Admittedly, a lot of these issues stem from my own shyness and lack of confidence. And ironically, as I’ve grown more aware and emotionally mature, I’ve become less confident—as a kid and teen, I wouldn’t even care what others think and said what I thought; now, I feel almost hyper-sensitive. I’m also at the point in the Dunning-Kruger curve where I feel like my competence is around average/above average, so my confidence is fairly low. I’ve told myself many times “to get over it” and “just be confident.”
But a lot of females feel this way, and much worse. I’ve heard stories of my friends getting taken advantage of and/or unwanted attention when working on problem sets with guys. I’ve heard stories of blatant sexism, and I’m fortunate to never have experienced that personally. People can say to just “lean in”—and I agree, but that’s sometimes not enough.
There are many reasons on why there’s a gender imbalance in tech. One that I think people don’t talk about often is that, based on my limited and biased observations, women tend to want to understand the bigger picture of how tech can be applied to help people on an individual or societal scale. A lot of people will say that girls simply aren’t interested in tech, but I believe that’s because they aren’t fully exposed to how tech can actually help people so very much. Technology is form of power, and we need to leverage it to do good. So in classes on computer architecture and OS and data algorithms that seem completely esoteric and intimidating, these women are turned off because they seem irrelevant to helping people. Even math, when taught in school, can seem so dry and far from its beautiful and highly useful nature. It’s not like the material is impossible to get through, it’s that sometimes the material isn’t packaged in a way that seems like it is even remotely useful other than being cool and intellectually fulfilling. And when the going gets tough, as it inevitably does, women lose interest and drop out to something more humanitarian and directly impactful to people’s lives.

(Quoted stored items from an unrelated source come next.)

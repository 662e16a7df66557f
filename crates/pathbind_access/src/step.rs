use core::fmt;
use core::hash::{Hash, Hasher};
use std::borrow::Cow;
use std::sync::Arc;

use pathbind_reflect::Reflect;
use pathbind_reflect::info::{ListInfo, MethodInfo, NamedField, StructInfo, Type, TypeInfo};
use pathbind_reflect::ops::{ReflectMut, ReflectOwned, ReflectRef};

use crate::{ConstructionError, Value};

// -----------------------------------------------------------------------------
// Constant

/// A folded method argument.
#[derive(Debug, Clone, PartialEq, Eq, Hash)]
pub enum Constant {
    Int(i128),
    Str(String),
    Bool(bool),
}

impl Constant {
    /// Short description of the constant's kind, used in errors.
    pub const fn kind(&self) -> &'static str {
        match self {
            Self::Int(_) => "integer",
            Self::Str(_) => "string",
            Self::Bool(_) => "boolean",
        }
    }

    /// Builds a value of the type described by `info`.
    ///
    /// Integers convert to any integer type they fit in; strings only to
    /// `String` and booleans only to `bool`.
    ///
    /// # Examples
    ///
    /// ```
    /// use pathbind_access::Constant;
    /// use pathbind_reflect::info::Typed;
    ///
    /// let value = Constant::Int(7).to_reflect(u8::type_info()).unwrap();
    /// assert_eq!(value.downcast_ref::<u8>(), Some(&7));
    ///
    /// assert!(Constant::Int(-1).to_reflect(u8::type_info()).is_none());
    /// assert!(Constant::Bool(true).to_reflect(String::type_info()).is_none());
    /// ```
    pub fn to_reflect(&self, info: &TypeInfo) -> Option<Box<dyn Reflect>> {
        macro_rules! int_to {
            ($value:ident: $($ty:ty),*) => {$(
                if info.is::<$ty>() {
                    return <$ty>::try_from(*$value).ok().map(|v| Box::new(v) as Box<dyn Reflect>);
                }
            )*};
        }

        match self {
            Self::Int(value) => {
                int_to!(value: u8, u16, u32, u64, u128, usize, i8, i16, i32, i64, i128, isize);
                None
            }
            Self::Str(value) if info.is::<String>() => Some(Box::new(value.clone())),
            Self::Bool(value) if info.is::<bool>() => Some(Box::new(*value)),
            _ => None,
        }
    }
}

impl fmt::Display for Constant {
    fn fmt(&self, f: &mut fmt::Formatter<'_>) -> fmt::Result {
        match self {
            Self::Int(value) => fmt::Display::fmt(value, f),
            Self::Str(value) => fmt::Debug::fmt(value, f),
            Self::Bool(value) => fmt::Display::fmt(value, f),
        }
    }
}

// -----------------------------------------------------------------------------
// Step

/// One atomic hop of a path.
///
/// Steps are validated against [`TypeInfo`] when built and immutable
/// afterwards. Equality and hashing consider the owner type and the member
/// name, the index, or the method name and argument.
#[derive(Clone)]
pub enum Step {
    Member(MemberStep),
    Index(IndexStep),
    Method(MethodStep),
}

/// A named field.
#[derive(Clone)]
pub struct MemberStep {
    owner: &'static StructInfo,
    field: &'static NamedField,
    index: usize,
}

/// An element of a list or array at a fixed position.
#[derive(Clone)]
pub struct IndexStep {
    owner: &'static ListInfo,
    index: usize,
}

/// A zero or one argument method with its folded argument.
#[derive(Clone)]
pub struct MethodStep {
    owner: &'static StructInfo,
    method: &'static MethodInfo,
    arg: Option<Argument>,
}

#[derive(Clone)]
struct Argument {
    constant: Constant,
    value: Arc<dyn Reflect>,
}

impl Step {
    /// A field of the struct described by `owner`.
    ///
    /// # Examples
    ///
    /// ```
    /// use pathbind_access::Step;
    /// use pathbind_reflect::{derive::Reflect, info::Typed};
    ///
    /// #[derive(Reflect)]
    /// struct Person {
    ///     name: String,
    /// }
    ///
    /// let step = Step::member(Person::type_info(), "name").unwrap();
    /// assert_eq!(step.token(), "name");
    /// assert!(step.value_type().is::<String>());
    /// assert!(Step::member(Person::type_info(), "age").is_err());
    /// ```
    pub fn member(owner: &'static TypeInfo, name: &str) -> Result<Self, ConstructionError> {
        let unknown = || ConstructionError::UnknownMember {
            owner: owner.type_path(),
            name: name.to_owned(),
        };

        let info = owner.as_struct().ok_or_else(unknown)?;
        let index = info.index_of(name).ok_or_else(unknown)?;
        let field = info.field_at(index).ok_or_else(unknown)?;

        Ok(Self::Member(MemberStep {
            owner: info,
            field,
            index,
        }))
    }

    /// The element at `index` of the list or array described by `owner`.
    ///
    /// Arrays reject indices beyond their length; lists accept any index and
    /// read as absent when it is out of range.
    pub fn index(owner: &'static TypeInfo, index: usize) -> Result<Self, ConstructionError> {
        let info = owner.as_list().ok_or(ConstructionError::NotIndexable {
            owner: owner.type_path(),
        })?;

        if let Some(capacity) = info.capacity()
            && index >= capacity
        {
            return Err(ConstructionError::IndexOutOfRange {
                owner: owner.type_path(),
                index,
            });
        }

        Ok(Self::Index(IndexStep { owner: info, index }))
    }

    /// A method of the struct described by `owner`, with its argument.
    pub fn method(
        owner: &'static TypeInfo,
        name: &str,
        arg: Option<Constant>,
    ) -> Result<Self, ConstructionError> {
        let unknown = || ConstructionError::UnknownMethod {
            owner: owner.type_path(),
            name: name.to_owned(),
        };

        let info = owner.as_struct().ok_or_else(unknown)?;
        let method = info.method(name).ok_or_else(unknown)?;

        let found = usize::from(arg.is_some());
        if found != method.arity() {
            return Err(ConstructionError::ArgumentCount {
                method: method.name(),
                expected: method.arity(),
                found,
            });
        }

        let arg = match (arg, method.argument()) {
            (Some(constant), Some(expected)) => {
                let Some(value) = constant.to_reflect(expected.type_info()) else {
                    return Err(ConstructionError::ArgumentType {
                        method: method.name(),
                        expected: expected.ty().path(),
                        found: format!("{} `{constant}`", constant.kind()),
                    });
                };
                Some(Argument {
                    constant,
                    value: Arc::from(value),
                })
            }
            _ => None,
        };

        Ok(Self::Method(MethodStep {
            owner: info,
            method,
            arg,
        }))
    }

    /// The type this step is read from.
    #[inline]
    pub fn owner_type(&self) -> &'static Type {
        match self {
            Self::Member(step) => step.owner.ty(),
            Self::Index(step) => step.owner.ty(),
            Self::Method(step) => step.owner.ty(),
        }
    }

    /// The type this step produces.
    #[inline]
    pub fn value_type(&self) -> &'static Type {
        self.value_info().ty()
    }

    pub fn value_info(&self) -> &'static TypeInfo {
        match self {
            Self::Member(step) => step.field.type_info(),
            Self::Index(step) => step.owner.item_info(),
            Self::Method(step) => step.method.return_info(),
        }
    }

    /// Display token: the member or method name, or `[index]`.
    pub fn token(&self) -> Cow<'static, str> {
        match self {
            Self::Member(step) => Cow::Borrowed(step.field.name()),
            Self::Index(step) => Cow::Owned(format!("[{}]", step.index)),
            Self::Method(step) => Cow::Borrowed(step.method.name()),
        }
    }

    /// Method steps and read-only fields cannot be assigned.
    #[inline]
    pub fn is_writable(&self) -> bool {
        match self {
            Self::Member(step) => step.field.is_writable(),
            Self::Index(_) => true,
            Self::Method(_) => false,
        }
    }

    /// Reads this step off an already settled value.
    pub(crate) fn read<'r>(&self, target: Value<'r>) -> Option<Value<'r>> {
        match self {
            Self::Member(step) => read_field(target, step.index),
            Self::Index(step) => read_item(target, step.index),
            Self::Method(step) => step.method.invoke(&*target, step.argument()).map(Value::Owned),
        }
    }

    /// Mutable counterpart of [`read`](Self::read); `None` for methods.
    pub(crate) fn read_mut<'a>(&self, target: &'a mut dyn Reflect) -> Option<&'a mut dyn Reflect> {
        match (self, target.reflect_mut()) {
            (Self::Member(step), ReflectMut::Struct(data)) => data.field_at_mut(step.index),
            (Self::Index(step), ReflectMut::List(data)) => data.get_mut(step.index),
            _ => None,
        }
    }

    /// Writes the path syntax of this step.
    pub(crate) fn write_path(&self, f: &mut fmt::Formatter<'_>) -> fmt::Result {
        match self {
            Self::Member(step) => write!(f, ".{}", step.field.name()),
            Self::Index(step) => write!(f, "[{}]", step.index),
            Self::Method(step) => match &step.arg {
                Some(arg) => write!(f, ".{}({})", step.method.name(), arg.constant),
                None => write!(f, ".{}()", step.method.name()),
            },
        }
    }
}

impl MemberStep {
    #[inline]
    pub fn field(&self) -> &'static NamedField {
        self.field
    }

    #[inline]
    pub fn field_index(&self) -> usize {
        self.index
    }
}

impl IndexStep {
    #[inline]
    pub fn index(&self) -> usize {
        self.index
    }
}

impl MethodStep {
    #[inline]
    pub fn method(&self) -> &'static MethodInfo {
        self.method
    }

    #[inline]
    pub fn constant(&self) -> Option<&Constant> {
        self.arg.as_ref().map(|arg| &arg.constant)
    }

    #[inline]
    pub(crate) fn argument(&self) -> Option<&dyn Reflect> {
        self.arg.as_ref().map(|arg| &*arg.value)
    }

    #[inline]
    pub(crate) fn argument_value(&self) -> Option<Arc<dyn Reflect>> {
        self.arg.as_ref().map(|arg| arg.value.clone())
    }
}

/// Field `index` of a struct value.
pub(crate) fn read_field(target: Value<'_>, index: usize) -> Option<Value<'_>> {
    match target {
        Value::Borrowed(value) => match value.reflect_ref() {
            ReflectRef::Struct(data) => data.field_at(index).map(Value::Borrowed),
            _ => None,
        },
        Value::Owned(value) => match value.reflect_owned() {
            ReflectOwned::Struct(data) => data.into_field_at(index).map(Value::Owned),
            _ => None,
        },
    }
}

/// Item `index` of a list value, `None` when out of range.
pub(crate) fn read_item(target: Value<'_>, index: usize) -> Option<Value<'_>> {
    match target {
        Value::Borrowed(value) => match value.reflect_ref() {
            ReflectRef::List(data) => data.get(index).map(Value::Borrowed),
            _ => None,
        },
        Value::Owned(value) => match value.reflect_owned() {
            ReflectOwned::List(data) => data.into_item(index).map(Value::Owned),
            _ => None,
        },
    }
}

impl PartialEq for Step {
    fn eq(&self, other: &Self) -> bool {
        match (self, other) {
            (Self::Member(a), Self::Member(b)) => {
                a.owner.ty() == b.owner.ty() && a.field.name() == b.field.name()
            }
            (Self::Index(a), Self::Index(b)) => a.owner.ty() == b.owner.ty() && a.index == b.index,
            (Self::Method(a), Self::Method(b)) => {
                a.owner.ty() == b.owner.ty()
                    && a.method.name() == b.method.name()
                    && a.constant() == b.constant()
            }
            _ => false,
        }
    }
}

impl Eq for Step {}

impl Hash for Step {
    fn hash<H: Hasher>(&self, state: &mut H) {
        core::mem::discriminant(self).hash(state);
        self.owner_type().hash(state);
        match self {
            Self::Member(step) => step.field.name().hash(state),
            Self::Index(step) => step.index.hash(state),
            Self::Method(step) => {
                step.method.name().hash(state);
                step.constant().hash(state);
            }
        }
    }
}

impl fmt::Debug for Step {
    fn fmt(&self, f: &mut fmt::Formatter<'_>) -> fmt::Result {
        write!(f, "{}", self.owner_type().name())?;
        self.write_path(f)
    }
}

// -----------------------------------------------------------------------------
// Tests

#[cfg(test)]
mod tests {
    use pathbind_reflect::info::Typed;

    use super::{Constant, Step};
    use crate::ConstructionError;
    use crate::tests::{Child, GrandChild, Target};

    #[test]
    fn member_steps() {
        let step = Step::member(Target::type_info(), "child").unwrap();
        assert!(step.owner_type().is::<Target>());
        assert!(step.value_type().is::<Option<Child>>());
        assert!(step.is_writable());

        let id = Step::member(Target::type_info(), "id").unwrap();
        assert!(!id.is_writable());

        assert!(matches!(
            Step::member(<Vec<u8>>::type_info(), "len"),
            Err(ConstructionError::UnknownMember { .. })
        ));
    }

    #[test]
    fn index_steps() {
        let step = Step::index(<Vec<GrandChild>>::type_info(), 9).unwrap();
        assert_eq!(step.token(), "[9]");
        assert!(step.value_type().is::<GrandChild>());

        assert!(Step::index(<[u8; 2]>::type_info(), 1).is_ok());
        assert!(matches!(
            Step::index(<[u8; 2]>::type_info(), 2),
            Err(ConstructionError::IndexOutOfRange { index: 2, .. })
        ));
        assert!(matches!(
            Step::index(Target::type_info(), 0),
            Err(ConstructionError::NotIndexable { .. })
        ));
    }

    #[test]
    fn method_steps() {
        let step = Step::method(GrandChild::type_info(), "plus_days", Some(Constant::Int(3))).unwrap();
        assert!(!step.is_writable());
        assert!(step.value_type().is::<u32>());
        assert_eq!(format!("{step:?}"), "GrandChild.plus_days(3)");

        assert!(matches!(
            Step::method(GrandChild::type_info(), "plus_days", None),
            Err(ConstructionError::ArgumentCount { expected: 1, found: 0, .. })
        ));
        assert!(matches!(
            Step::method(GrandChild::type_info(), "plus_days", Some(Constant::Int(-3))),
            Err(ConstructionError::ArgumentType { .. })
        ));
        assert!(matches!(
            Step::method(GrandChild::type_info(), "describe", Some(Constant::Bool(true))),
            Err(ConstructionError::ArgumentCount { expected: 0, found: 1, .. })
        ));
    }

    #[test]
    fn structural_equality() {
        let a = Step::member(Target::type_info(), "name").unwrap();
        let b = Step::member(Target::type_info(), "name").unwrap();
        let c = Step::member(Target::type_info(), "age").unwrap();
        assert_eq!(a, b);
        assert_ne!(a, c);

        let m1 = Step::method(GrandChild::type_info(), "plus_days", Some(Constant::Int(1))).unwrap();
        let m2 = Step::method(GrandChild::type_info(), "plus_days", Some(Constant::Int(2))).unwrap();
        assert_ne!(m1, m2);
    }
}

In reality, learning and using these technical topics can help women immensely in the areas they care about—like healthcare, education, gender equality, climate change, etc. And we need more women working in tech because at the end of the day, these systems affect us all. Furthermore, diversity—and not just in gender, but across all boards—breeds innovation.
As a college student, I’m still young and naive, and I haven’t really even begun my career yet. I’ve experienced maybe a tenth of my journey. My thoughts and beliefs will invariably change, and I’m still learning. I have many more thoughts on this subject as well as many ideas on potential solutions. But I’ll save that for another post.